• [WHAT TO DO] After finding the line with "msg.push(green);" in the entries below, retype exactly each line from there through the line with "The first color", including that final line.

********

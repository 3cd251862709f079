//! Command encoding.
//!
//! Every builder returns the complete on-wire byte sequence for one
//! command, with the trailing additive checksum appended iff the
//! active variant enables checksums. Validation happens here, before
//! any transport is touched, so caller mistakes surface immediately
//! and are never retried.

use crate::codec;
use crate::error::ProtocolError;
use crate::pattern::PresetPattern;
use crate::timer::TimerSlot;
use crate::variant::{Capabilities, ProtocolVariant};
use crate::{CLOCK_RESPONSE_LEN, TIMER_SLOT_COUNT};
use chrono::{Datelike, NaiveDate, NaiveDateTime, Timelike};

/// Maximum number of colors in a custom pattern.
pub const CUSTOM_PATTERN_MAX_COLORS: usize = 16;

/// Filler tuple for unused custom pattern slots.
const CUSTOM_PATTERN_SENTINEL: [u8; 4] = [0x00, 0x01, 0x02, 0x03];

/// Appends the checksum iff the variant uses one.
fn frame(variant: ProtocolVariant, msg: Vec<u8>) -> Vec<u8> {
    if variant.uses_checksum() {
        codec::with_checksum(msg)
    } else {
        msg
    }
}

/// The power on/off command for the given dialect.
pub fn power(variant: ProtocolVariant, on: bool) -> Vec<u8> {
    let msg = match (variant, on) {
        (ProtocolVariant::LegacyOriginal, true) => vec![0xcc, 0x23, 0x33],
        (ProtocolVariant::LegacyOriginal, false) => vec![0xcc, 0x24, 0x33],
        (ProtocolVariant::Standard, true) => vec![0x71, 0x23, 0x0f],
        (ProtocolVariant::Standard, false) => vec![0x71, 0x24, 0x0f],
    };
    frame(variant, msg)
}

/// A requested channel write.
///
/// `None` channels are left at zero on the wire and excluded from the
/// write mask, so the device keeps their current values where it can.
#[derive(Debug, Clone, Copy)]
pub struct ChannelWrite {
    pub red: Option<u8>,
    pub green: Option<u8>,
    pub blue: Option<u8>,
    pub warm_white: Option<u8>,
    pub cold_white: Option<u8>,
    /// Persist across power cycles; volatile writes use a different opcode.
    pub persist: bool,
    /// Optional brightness override: the RGB triple supplies hue and
    /// saturation, this replaces the HSV value magnitude.
    pub brightness: Option<u8>,
}

impl Default for ChannelWrite {
    fn default() -> Self {
        Self {
            red: None,
            green: None,
            blue: None,
            warm_white: None,
            cold_white: None,
            persist: true,
            brightness: None,
        }
    }
}

impl ChannelWrite {
    pub fn rgb(red: u8, green: u8, blue: u8) -> Self {
        Self {
            red: Some(red),
            green: Some(green),
            blue: Some(blue),
            ..Self::default()
        }
    }

    pub fn warm_white(level: u8) -> Self {
        Self {
            warm_white: Some(level),
            ..Self::default()
        }
    }

    pub fn cold_white(level: u8) -> Self {
        Self {
            cold_white: Some(level),
            ..Self::default()
        }
    }

    pub fn whites(warm: u8, cold: u8) -> Self {
        Self {
            warm_white: Some(warm),
            cold_white: Some(cold),
            ..Self::default()
        }
    }

    pub fn with_persist(mut self, persist: bool) -> Self {
        self.persist = persist;
        self
    }

    pub fn with_brightness(mut self, brightness: u8) -> Self {
        self.brightness = Some(brightness);
        self
    }

    fn has_color(&self) -> bool {
        self.red.is_some() || self.green.is_some() || self.blue.is_some()
    }

    fn has_white(&self) -> bool {
        self.warm_white.is_some() || self.cold_white.is_some()
    }
}

/// Encodes a color/white channel write.
///
/// Layout by dialect:
///
/// ```text
/// legacy:   56 r g b aa                      (no checksum)
/// standard: 31/41 r g b ww [cw] mask 0f csum
/// ```
///
/// The write mask selects color channels (0xf0 masks whites out),
/// white channels (0x0f masks colors out), or both (0x00). Devices
/// that cannot address the two independently always write both.
pub fn set_channels(
    variant: ProtocolVariant,
    caps: Capabilities,
    write: &ChannelWrite,
) -> Result<Vec<u8>, ProtocolError> {
    if write.has_color() && write.has_white() && !caps.rgbw_capable {
        return Err(ProtocolError::RgbwNotSupported);
    }

    let (mut red, mut green, mut blue) = (
        write.red.unwrap_or(0),
        write.green.unwrap_or(0),
        write.blue.unwrap_or(0),
    );
    if let Some(value) = write.brightness {
        (red, green, blue) = codec::scale_brightness((red, green, blue), value);
    }

    if variant == ProtocolVariant::LegacyOriginal {
        return Ok(vec![0x56, red, green, blue, 0xaa]);
    }

    let mut msg = vec![if write.persist { 0x31 } else { 0x41 }];
    msg.push(red);
    msg.push(green);
    msg.push(blue);
    msg.push(write.warm_white.unwrap_or(0));

    if caps.dual_white {
        // a single requested white level drives both outputs
        msg.push(write.cold_white.or(write.warm_white).unwrap_or(0));
    }

    let mut write_mask = 0x00;
    if !caps.rgbw_protocol {
        if !write.has_white() {
            write_mask |= 0xf0;
        } else if !write.has_color() {
            write_mask |= 0x0f;
        }
    }
    msg.push(write_mask);
    msg.push(0x0f);

    Ok(codec::with_checksum(msg))
}

/// Encodes a preset pattern command; the code must be in the known
/// preset range.
pub fn preset_pattern(
    variant: ProtocolVariant,
    code: u8,
    speed: u8,
) -> Result<Vec<u8>, ProtocolError> {
    if !PresetPattern::is_valid(code) {
        return Err(ProtocolError::InvalidPresetCode(code));
    }
    let msg = vec![0x61, code, codec::speed_to_delay(speed), 0x0f];
    Ok(frame(variant, msg))
}

/// Transition style between custom pattern colors.
#[derive(Debug, Clone, Copy, Default, PartialEq, Eq)]
pub enum Transition {
    #[default]
    Gradual,
    Jump,
    Strobe,
}

impl Transition {
    fn byte(&self) -> u8 {
        match self {
            Transition::Gradual => 0x3a,
            Transition::Jump => 0x3b,
            Transition::Strobe => 0x3c,
        }
    }

    /// Parses a transition name; unrecognized strings fall back to
    /// gradual.
    pub fn parse(s: &str) -> Self {
        match s.to_ascii_lowercase().as_str() {
            "jump" => Transition::Jump,
            "strobe" => Transition::Strobe,
            _ => Transition::Gradual,
        }
    }
}

impl std::str::FromStr for Transition {
    type Err = std::convert::Infallible;

    fn from_str(s: &str) -> Result<Self, Self::Err> {
        Ok(Transition::parse(s))
    }
}

/// Encodes a custom pattern of 1-16 RGB colors.
///
/// An empty list is rejected; overflow is truncated. The first color
/// carries the 0x51 lead byte, the rest zero; unused slots are padded
/// with a fixed sentinel tuple.
pub fn custom_pattern(
    variant: ProtocolVariant,
    colors: &[(u8, u8, u8)],
    speed: u8,
    transition: Transition,
) -> Result<Vec<u8>, ProtocolError> {
    if colors.is_empty() {
        return Err(ProtocolError::EmptyColorList);
    }
    let colors = &colors[..colors.len().min(CUSTOM_PATTERN_MAX_COLORS)];

    let mut msg = Vec::with_capacity(CUSTOM_PATTERN_MAX_COLORS * 4 + 6);
    for (i, &(r, g, b)) in colors.iter().enumerate() {
        let lead = if i == 0 { 0x51 } else { 0x00 };
        msg.extend_from_slice(&[lead, r, g, b]);
    }
    for _ in colors.len()..CUSTOM_PATTERN_MAX_COLORS {
        msg.extend_from_slice(&CUSTOM_PATTERN_SENTINEL);
    }

    msg.push(0x00);
    msg.push(codec::speed_to_delay(speed));
    msg.push(transition.byte());
    msg.push(0xff);
    msg.push(0x0f);

    Ok(frame(variant, msg))
}

/// The timer batch query.
pub fn query_timers(variant: ProtocolVariant) -> Vec<u8> {
    frame(variant, vec![0x22, 0x2a, 0x2b, 0x0f])
}

/// Encodes the full six-slot timer write (1 header + 6x14 + 2 trailer
/// bytes before the checksum).
pub fn set_timers(variant: ProtocolVariant, slots: &[TimerSlot; TIMER_SLOT_COUNT]) -> Vec<u8> {
    let mut msg = vec![0x21];
    for slot in slots {
        msg.extend_from_slice(&slot.to_bytes());
    }
    msg.extend_from_slice(&[0x00, 0xf0]);
    frame(variant, msg)
}

/// The clock query.
pub fn query_clock(variant: ProtocolVariant) -> Vec<u8> {
    frame(variant, vec![0x11, 0x1a, 0x1b, 0x0f])
}

/// Encodes the clock set command carrying the given timestamp.
pub fn set_clock(variant: ProtocolVariant, now: NaiveDateTime) -> Vec<u8> {
    let msg = vec![
        0x10,
        0x14,
        (now.year() - 2000).clamp(0, 255) as u8,
        now.month() as u8,
        now.day() as u8,
        now.hour() as u8,
        now.minute() as u8,
        now.second() as u8,
        now.weekday().number_from_monday() as u8,
        0x00,
        0x0f,
    ];
    frame(variant, msg)
}

/// Decodes a clock query response.
///
/// Bytes that do not form a valid calendar date are a decode error,
/// never a panic.
pub fn decode_clock(raw: &[u8]) -> Result<NaiveDateTime, ProtocolError> {
    if raw.len() < CLOCK_RESPONSE_LEN {
        return Err(ProtocolError::ShortResponse {
            expected: CLOCK_RESPONSE_LEN,
            got: raw.len(),
        });
    }
    let year = u16::from(raw[3]) + 2000;
    let (month, day) = (raw[4], raw[5]);
    NaiveDate::from_ymd_opt(i32::from(year), u32::from(month), u32::from(day))
        .and_then(|d| {
            d.and_hms_opt(u32::from(raw[6]), u32::from(raw[7]), u32::from(raw[8]))
        })
        .ok_or(ProtocolError::InvalidDate { year, month, day })
}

********

• [ANSWER AREA]
    msg.push(green);
    msg.push(blue);
    msg.push(write.warm_white.unwrap_or(0));

    if caps.dual_white {
        // a single requested white level drives both outputs
        msg.push(write.cold_white.or(write.warm_white).unwrap_or(0));
    }

    let mut write_mask = 0x00;
    if !caps.rgbw_protocol {
        if !write.has_white() {
            write_mask |= 0xf0;
        } else if !write.has_color() {
            write_mask |= 0x0f;
        }
    }
    msg.push(write_mask);
    msg.push(0x0f);

    Ok(codec::with_checksum(msg))
}

/// Encodes a preset pattern command; the code must be in the known
/// preset range.
pub fn preset_pattern(
    variant: ProtocolVariant,
    code: u8,
    speed: u8,
) -> Result<Vec<u8>, ProtocolError> {
    if !PresetPattern::is_valid(code) {
        return Err(ProtocolError::InvalidPresetCode(code));
    }
    let msg = vec![0x61, code, codec::speed_to_delay(speed), 0x0f];
    Ok(frame(variant, msg))
}

/// Transition style between custom pattern colors.
#[derive(Debug, Clone, Copy, Default, PartialEq, Eq)]
pub enum Transition {
    #[default]
    Gradual,
    Jump,
    Strobe,
}

impl Transition {
    fn byte(&self) -> u8 {
        match self {
            Transition::Gradual => 0x3a,
            Transition::Jump => 0x3b,
            Transition::Strobe => 0x3c,
        }
    }

    /// Parses a transition name; unrecognized strings fall back to
    /// gradual.
    pub fn parse(s: &str) -> Self {
        match s.to_ascii_lowercase().as_str() {
            "jump" => Transition::Jump,
            "strobe" => Transition::Strobe,
            _ => Transition::Gradual,
        }
    }
}

impl std::str::FromStr for Transition {
    type Err = std::convert::Infallible;

    fn from_str(s: &str) -> Result<Self, Self::Err> {
        Ok(Transition::parse(s))
    }
}

/// Encodes a custom pattern of 1-16 RGB colors.
///
/// An empty list is rejected; overflow is truncated. The first color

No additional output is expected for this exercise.